A Georgian vicarage in Hackney that feels like the prettiest of country houses
‘Let’s play house!’ This is the mantra guiding the decoration of Kristin Perers’ home in east London. Ever since her wedding day, when she was whisked over the threshold, the photographer, interior stylist and artist has been slowly, determinedly imbuing the formerly institutional interiors of the early-19th-century brick townhouse with warmth and a sense of patina. It has long served as a vicarage – Kristin’s husband William is a clergyman – and, when I visit, a suitably halo-like glow emanates from its candlelit Georgian rooms.
Driven by her innate sense of style, which melds folkish Americana with English prettiness and a hint of Scandinavian reserve, Kristin started by supplanting the office-style fitted carpets with painted floorboards, layered with handwoven rugs, and adding colour to the walls. The transitory nature of a clerical residence meant that, until recently, she had resisted the urge to make more dramatic interventions. The house’s decoration has historically been defined by its provisional élan. Kristin’s own ethereal, unframed chromatic canvas backdrops, used for her portrait and still-life photography, often make their way onto the walls at home, becoming back-drops to real life. Rooms were furnished with an assemblage of inherited antique pieces, arranged thoughtfully but, of necessity, with an approach akin to playful set design.

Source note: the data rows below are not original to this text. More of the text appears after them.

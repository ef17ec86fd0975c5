use axum::{
    async_trait,
    body::Bytes,
    extract::{FromRequest, Request},
    http::{header, HeaderMap},
    response::{IntoResponse, Response},
};
use serde_json::{Map, Value};

use crate::error::ApiError;

/// Request body read as a JSON object.
///
/// Only `application/json` bodies are read. Any other content type, an empty
/// body, or a JSON value that is not an object yields an empty map
/// so the handler's own required-field check produces the 400. Malformed JSON
/// is rejected here. Bodies over the router's `DefaultBodyLimit` are rejected
/// with 413 before parsing.
#[derive(Debug, Clone, Default)]
pub struct JsonObject(pub Map<String, Value>);

#[async_trait]
impl<S> FromRequest<S> for JsonObject
where
    S: Send + Sync,
{
    type Rejection = Response;

    async fn from_request(req: Request, state: &S) -> Result<Self, Self::Rejection> {
        if !is_json_content(req.headers()) {
            return Ok(JsonObject::default());
        }

        let bytes = Bytes::from_request(req, state)
            .await
            .map_err(IntoResponse::into_response)?;

        parse_object(&bytes).map(JsonObject).map_err(IntoResponse::into_response)
    }
}

/// `application/json`, ignoring parameters such as `charset`.
fn is_json_content(headers: &HeaderMap) -> bool {
    let Some(value) = headers.get(header::CONTENT_TYPE).and_then(|v| v.to_str().ok()) else {
        return false;
    };
    let essence = value.split(';').next().unwrap_or_default().trim();
    essence.eq_ignore_ascii_case("application/json")
}

fn parse_object(bytes: &[u8]) -> Result<Map<String, Value>, ApiError> {
    if bytes.iter().all(u8::is_ascii_whitespace) {
        return Ok(Map::new());
    }

    match serde_json::from_slice::<Value>(bytes) {
        Ok(Value::Object(map)) => Ok(map),
        Ok(_) => Ok(Map::new()),
        Err(e) => Err(ApiError::invalid_json(e)),
    }
}
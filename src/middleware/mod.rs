pub mod auth;
pub mod json_body;

pub use auth::require_bearer;
pub use json_body::JsonObject;
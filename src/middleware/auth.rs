use axum::{
    extract::{Request, State},
    http::{header, HeaderMap},
    middleware::Next,
    response::Response,
};
use subtle::ConstantTimeEq;
use tracing::debug;

use crate::error::ApiError;
use crate::state::AppState;

/// Static bearer-token gate for the `/api/*` routes.
///
/// The request only reaches the handler when the presented token equals the
/// configured secret. With no secret configured every request is rejected.
pub async fn require_bearer(
    State(state): State<AppState>,
    headers: HeaderMap,
    request: Request,
    next: Next,
) -> Result<Response, ApiError> {
    let token = extract_token(&headers).unwrap_or("");

    let authorized = match state.bearer_token.as_deref() {
        Some(secret) if !token.is_empty() => tokens_match(token, secret),
        _ => false,
    };

    if !authorized {
        debug!("rejected {} {}: bad or missing bearer token", request.method(), request.uri().path());
        return Err(ApiError::Unauthorized);
    }

    Ok(next.run(request).await)
}

/// Token from the Authorization header with any `Bearer` prefix removed.
fn extract_token(headers: &HeaderMap) -> Option<&str> {
    let value = headers.get(header::AUTHORIZATION)?.to_str().ok()?;
    Some(strip_bearer_prefix(value))
}

/// Strips a case-insensitive `Bearer` followed by at least one whitespace
/// character. Values without that prefix are returned unchanged.
fn strip_bearer_prefix(value: &str) -> &str {
    match value.get(..6) {
        Some(scheme) if scheme.eq_ignore_ascii_case("bearer") => {
            let rest = &value[6..];
            let token = rest.trim_start();
            if token.len() < rest.len() {
                token
            } else {
                value
            }
        }
        _ => value,
    }
}

fn tokens_match(presented: &str, secret: &str) -> bool {
    presented.as_bytes().ct_eq(secret.as_bytes()).into()
}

It was only recently, 15 years into their tenure as custodians of the house, that Kristin and William have started to crave more permanence. And so began a year of magical stitching, during which Kristin pieced together the rooms anew. An inspiring visit from Bennison Fabrics’ director Louise Richards ushered in a textile-led renovation, which started in a once underused sitting room that doubles as Kristin’s editing suite. Here, the sash windows have been dressed in blousy folds of Bennison’s ‘Daisy’ linen, with domette interlining to ward off draughts (essential for Kristin as a Florida blow-in).
A large George Smith sofa is draped in a vintage Rio Grande wool rug in soft pinks, picked up by Kristin in New Mexico, and piled with striped bolster cushions, including some featuring the late Geoffrey Bennison’s signature square ends. This embrace of patterned textiles is nostalgic for Kristin, who grew up in a bohemian ranch-style home built by her parents on Florida’s Indian River. The romance she has brought to the rooms of the vicarage also reflects her diverse creative lives.
After working as a designer at Calvin Klein in New York, she relocated to London in the late 1980s, wrote book about seasonal home decoration and then gradually pivoted to interior styling and image making. ‘I work in a fluid way,’ she says, gesturing to a mannequin draped with a painterly botanical canvas that she left out in the rain, strewn with roses, which she then depicted with her brush where they lay. ‘The rhythm of painting is very much a part of my process,’ she explains. Perfection is not the goal, but rather the capturing of fleeting moments of natural beauty.
Kristin traces her love of making back to her mother, who trained as an actor and later channelled her creative energies into their home, once lovingly constructing a doll’s house for her two daughters. In the main bedroom, Kristin had a curved canopy added to an Ikea four-poster, fashioned from wrought iron by a local craftsman in an arched shape particular to the period of the house. It is smartly fitted with Bennison Fabrics’ finely rendered, Regency-style ditsy floral ‘Petites Fleurs’ linen, each panel tailored with the precision of couture and secured with ribbons reminiscent of corsetry.
The room is composed of Kristin’s most treasured objects: folk art from her childhood home, a pair of Staffordshire figurines, and framed patchwork art – a nod to Gloria Vanderbilt’s patchwork-filled rooms of the 1970s. Kristin likens the house itself to a patchwork quilt – one that lovingly threads together a lifetime of experiences, with its people, places and things.
In summer, she paints on the rooftop outside her studio, occasionally ascending the nearby ladder to the interconnected church’s 16th-century bell tower, an act that evokes memories of childhood tree forts. ‘This is a storybook house,’ she says. ‘It’s my perch – and I have a whole playground.’